Segment Start: Records for the task

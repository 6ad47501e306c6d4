//! A city's economy: one cohort plus the per-city policy knobs, stepped one
//! week at a time against rates and a vaccination budget supplied by the
//! owning [`CountryLedger`](crate::country::CountryLedger).

use crate::cohort::Cohort;
use crate::country::FiscalRates;
use crate::error::EpicityError;
use crate::infection::{CityProfile, InfectionModel};
use log::trace;
use rand::rngs::StdRng;

/// Smallest population a configured city may have.
pub const CITY_MIN_POPULATION: u64 = 100;
/// Largest population a configured city may have.
pub const CITY_MAX_POPULATION: u64 = 30_000_000;

/// Infected fraction at which a city is declared epidemic.
pub const EPIDEMIC_THRESHOLD: f64 = 0.45;

/// Ascending population thresholds; the size class is the count of thresholds
/// at or below the total, i.e. the decimal magnitude of the population.
const SIZE_CLASS_THRESHOLDS: [u64; 9] = [
    10,
    100,
    1_000,
    10_000,
    100_000,
    1_000_000,
    10_000_000,
    100_000_000,
    1_000_000_000,
];

/// One city: exclusive owner of its [`Cohort`], with transport density and
/// vaccination-quota policy values, and the derived size class and epidemic
/// flag. `Clone` is the template-instantiation mechanism: a stored city is an
/// independent copy with no state shared with the template it came from.
#[derive(Clone, Debug)]
pub struct CityEconomy {
    cohort: Cohort,
    transport_density: f64,
    vaccination_quota: u64,
    size_class: usize,
    epidemic: bool,
}

impl CityEconomy {
    /// An empty city template with neutral transport density.
    #[must_use]
    pub fn new() -> Self {
        Self {
            cohort: Cohort::new(),
            transport_density: 1.0,
            vaccination_quota: 0,
            size_class: 0,
            epidemic: false,
        }
    }

    /// A city of `total` residents.
    pub fn with_population(total: u64) -> Result<Self, EpicityError> {
        let mut city = Self::new();
        city.set_population(total)?;
        Ok(city)
    }

    /// Reset the cohort wholesale, discarding prior disease and vaccination
    /// state, and recompute the derived size class and epidemic flag.
    ///
    /// # Errors
    /// `InvalidPopulation` if `total` exceeds [`CITY_MAX_POPULATION`].
    pub fn set_population(&mut self, total: u64) -> Result<(), EpicityError> {
        if total > CITY_MAX_POPULATION {
            #[allow(clippy::cast_possible_wrap)]
            return Err(EpicityError::InvalidPopulation(total as i64));
        }
        self.cohort.reset_population(total);
        self.refresh_derived();
        Ok(())
    }

    /// Plain value setter; range validation is owned by the caller.
    pub fn set_transport_density(&mut self, value: f64) {
        self.transport_density = value;
    }

    /// Plain value setter: the weekly cap on doses this city will request.
    pub fn set_vaccination_quota(&mut self, value: u64) {
        self.vaccination_quota = value;
    }

    #[must_use]
    pub fn population(&self) -> u64 {
        self.cohort.total()
    }

    #[must_use]
    pub fn infected(&self) -> u64 {
        self.cohort.infected()
    }

    #[must_use]
    pub fn vaccinated(&self) -> u64 {
        self.cohort.vaccinated()
    }

    #[must_use]
    pub fn immune(&self) -> u64 {
        self.cohort.immune()
    }

    #[must_use]
    pub fn taxable(&self) -> u64 {
        self.cohort.taxable()
    }

    #[must_use]
    pub fn relief(&self) -> u64 {
        self.cohort.relief()
    }

    #[must_use]
    pub fn is_epidemic(&self) -> bool {
        self.epidemic
    }

    #[must_use]
    pub fn size_class(&self) -> usize {
        self.size_class
    }

    #[must_use]
    pub fn transport_density(&self) -> f64 {
        self.transport_density
    }

    #[must_use]
    pub fn vaccination_quota(&self) -> u64 {
        self.vaccination_quota
    }

    #[must_use]
    pub fn cohort(&self) -> &Cohort {
        &self.cohort
    }

    /// Execute one weekly step: age the cohort, vaccinate up to the smaller
    /// of the supplied budget and the city's own quota, run the infection
    /// model, and report the fiscal delta
    /// `tax * taxable - vaccinationCost * vaccinated - reliefCost * relief`.
    ///
    /// The caller supplies the month (1..=12), the dose budget it can afford,
    /// the shared fiscal rates, and the infection model; there are no other
    /// side effects.
    pub fn step(
        &mut self,
        month: u32,
        vaccination_budget: u64,
        rates: &FiscalRates,
        model: &dyn InfectionModel,
        rng: &mut StdRng,
    ) -> f64 {
        self.cohort.age_one_week();

        let doses = vaccination_budget.min(self.vaccination_quota);
        let vaccinated = self.cohort.vaccinate(doses, rng);

        let profile = CityProfile {
            transport_density: self.transport_density,
            size_class: self.size_class,
        };
        let newly_infected = model.update(&mut self.cohort, &profile, month, rng);

        #[allow(clippy::cast_precision_loss)]
        let delta = rates.tax_per_capita * self.cohort.taxable() as f64
            - rates.vaccination_cost * vaccinated as f64
            - rates.relief_cost * self.cohort.relief() as f64;

        self.refresh_derived();
        trace!(
            "city step: month={month} vaccinated={vaccinated} newly_infected={newly_infected} \
             infected={} epidemic={} delta={delta:.2}",
            self.cohort.infected(),
            self.epidemic
        );
        delta
    }

    fn refresh_derived(&mut self) {
        self.size_class = size_class_of(self.cohort.total());
        let total = self.cohort.total();
        #[allow(clippy::cast_precision_loss)]
        {
            self.epidemic =
                total > 0 && self.cohort.infected() as f64 / total as f64 >= EPIDEMIC_THRESHOLD;
        }
    }
}

impl Default for CityEconomy {
    fn default() -> Self {
        Self::new()
    }
}

fn size_class_of(total: u64) -> usize {
    SIZE_CLASS_THRESHOLDS
        .iter()
        .filter(|&&threshold| total >= threshold)
        .count()
}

Segment End: Records for the task

# What to produce:
Copy each line of the data exactly, leaving nothing out.

# Task response:
repository 6ad47501e306c6d4
//! A city's economy: one cohort plus the per-city policy knobs, stepped one
//! week at a time against rates and a vaccination budget supplied by the
//! owning [`CountryLedger`](crate::country::CountryLedger).

use crate::cohort::Cohort;
use crate::country::FiscalRates;
use crate::error::EpicityError;
use crate::infection::{CityProfile, InfectionModel};
use log::trace;
use rand::rngs::StdRng;

/// Smallest population a configured city may have.
pub const CITY_MIN_POPULATION: u64 = 100;
/// Largest population a configured city may have.
pub const CITY_MAX_POPULATION: u64 = 30_000_000;

/// Infected fraction at which a city is declared epidemic.
pub const EPIDEMIC_THRESHOLD: f64 = 0.45;

/// Ascending population thresholds; the size class is the count of thresholds
/// at or below the total, i.e. the decimal magnitude of the population.
const SIZE_CLASS_THRESHOLDS: [u64; 9] = [
    10,
    100,
    1_000,
    10_000,
    100_000,
    1_000_000,
    10_000_000,
    100_000_000,
    1_000_000_000,
];

/// One city: exclusive owner of its [`Cohort`], with transport density and
/// vaccination-quota policy values, and the derived size class and epidemic
/// flag. `Clone` is the template-instantiation mechanism: a stored city is an
/// independent copy with no state shared with the template it came from.
#[derive(Clone, Debug)]
pub struct CityEconomy {
    cohort: Cohort,
    transport_density: f64,
    vaccination_quota: u64,
    size_class: usize,
    epidemic: bool,
}

impl CityEconomy {
    /// An empty city template with neutral transport density.
    #[must_use]
    pub fn new() -> Self {
        Self {
            cohort: Cohort::new(),
            transport_density: 1.0,
            vaccination_quota: 0,
            size_class: 0,
            epidemic: false,
        }
    }

    /// A city of `total` residents.
    pub fn with_population(total: u64) -> Result<Self, EpicityError> {
        let mut city = Self::new();
        city.set_population(total)?;
        Ok(city)
    }

    /// Reset the cohort wholesale, discarding prior disease and vaccination
    /// state, and recompute the derived size class and epidemic flag.
    ///
    /// # Errors
    /// `InvalidPopulation` if `total` exceeds [`CITY_MAX_POPULATION`].
    pub fn set_population(&mut self, total: u64) -> Result<(), EpicityError> {
        if total > CITY_MAX_POPULATION {
            #[allow(clippy::cast_possible_wrap)]
            return Err(EpicityError::InvalidPopulation(total as i64));
        }
        self.cohort.reset_population(total);
        self.refresh_derived();
        Ok(())
    }

    /// Plain value setter; range validation is owned by the caller.
    pub fn set_transport_density(&mut self, value: f64) {
        self.transport_density = value;
    }

    /// Plain value setter: the weekly cap on doses this city will request.
    pub fn set_vaccination_quota(&mut self, value: u64) {
        self.vaccination_quota = value;
    }

    #[must_use]
    pub fn population(&self) -> u64 {
        self.cohort.total()
    }

    #[must_use]
    pub fn infected(&self) -> u64 {
        self.cohort.infected()
    }

    #[must_use]
    pub fn vaccinated(&self) -> u64 {
        self.cohort.vaccinated()
    }

    #[must_use]
    pub fn immune(&self) -> u64 {
        self.cohort.immune()
    }

    #[must_use]
    pub fn taxable(&self) -> u64 {
        self.cohort.taxable()
    }

    #[must_use]
    pub fn relief(&self) -> u64 {
        self.cohort.relief()
    }

    #[must_use]
    pub fn is_epidemic(&self) -> bool {
        self.epidemic
    }

    #[must_use]
    pub fn size_class(&self) -> usize {
        self.size_class
    }

    #[must_use]
    pub fn transport_density(&self) -> f64 {
        self.transport_density
    }

    #[must_use]
    pub fn vaccination_quota(&self) -> u64 {
        self.vaccination_quota
    }

    #[must_use]
    pub fn cohort(&self) -> &Cohort {
        &self.cohort
    }

    /// Execute one weekly step: age the cohort, vaccinate up to the smaller
    /// of the supplied budget and the city's own quota, run the infection
    /// model, and report the fiscal delta
    /// `tax * taxable - vaccinationCost * vaccinated - reliefCost * relief`.
    ///
    /// The caller supplies the month (1..=12), the dose budget it can afford,
    /// the shared fiscal rates, and the infection model; there are no other
    /// side effects.
    pub fn step(
        &mut self,
        month: u32,
        vaccination_budget: u64,
        rates: &FiscalRates,
        model: &dyn InfectionModel,
        rng: &mut StdRng,
    ) -> f64 {
        self.cohort.age_one_week();

        let doses = vaccination_budget.min(self.vaccination_quota);
        let vaccinated = self.cohort.vaccinate(doses, rng);

        let profile = CityProfile {
            transport_density: self.transport_density,
            size_class: self.size_class,
        };
        let newly_infected = model.update(&mut self.cohort, &profile, month, rng);

        #[allow(clippy::cast_precision_loss)]
        let delta = rates.tax_per_capita * self.cohort.taxable() as f64
            - rates.vaccination_cost * vaccinated as f64
            - rates.relief_cost * self.cohort.relief() as f64;

        self.refresh_derived();
        trace!(
            "city step: month={month} vaccinated={vaccinated} newly_infected={newly_infected} \
             infected={} epidemic={} delta={delta:.2}",
            self.cohort.infected(),
            self.epidemic
        );
        delta
    }

    fn refresh_derived(&mut self) {
        self.size_class = size_class_of(self.cohort.total());
        let total = self.cohort.total();
        #[allow(clippy::cast_precision_loss)]
        {
            self.epidemic =
                total > 0 && self.cohort.infected() as f64 / total as f64 >= EPIDEMIC_THRESHOLD;
        }
    }
}

impl Default for CityEconomy {
    fn default() -> Self {
        Self::new()
    }
}

fn size_class_of(total: u64) -> usize {
    SIZE_CLASS_THRESHOLDS
        .iter()
        .filter(|&&threshold| total >= threshold)
        .count()
}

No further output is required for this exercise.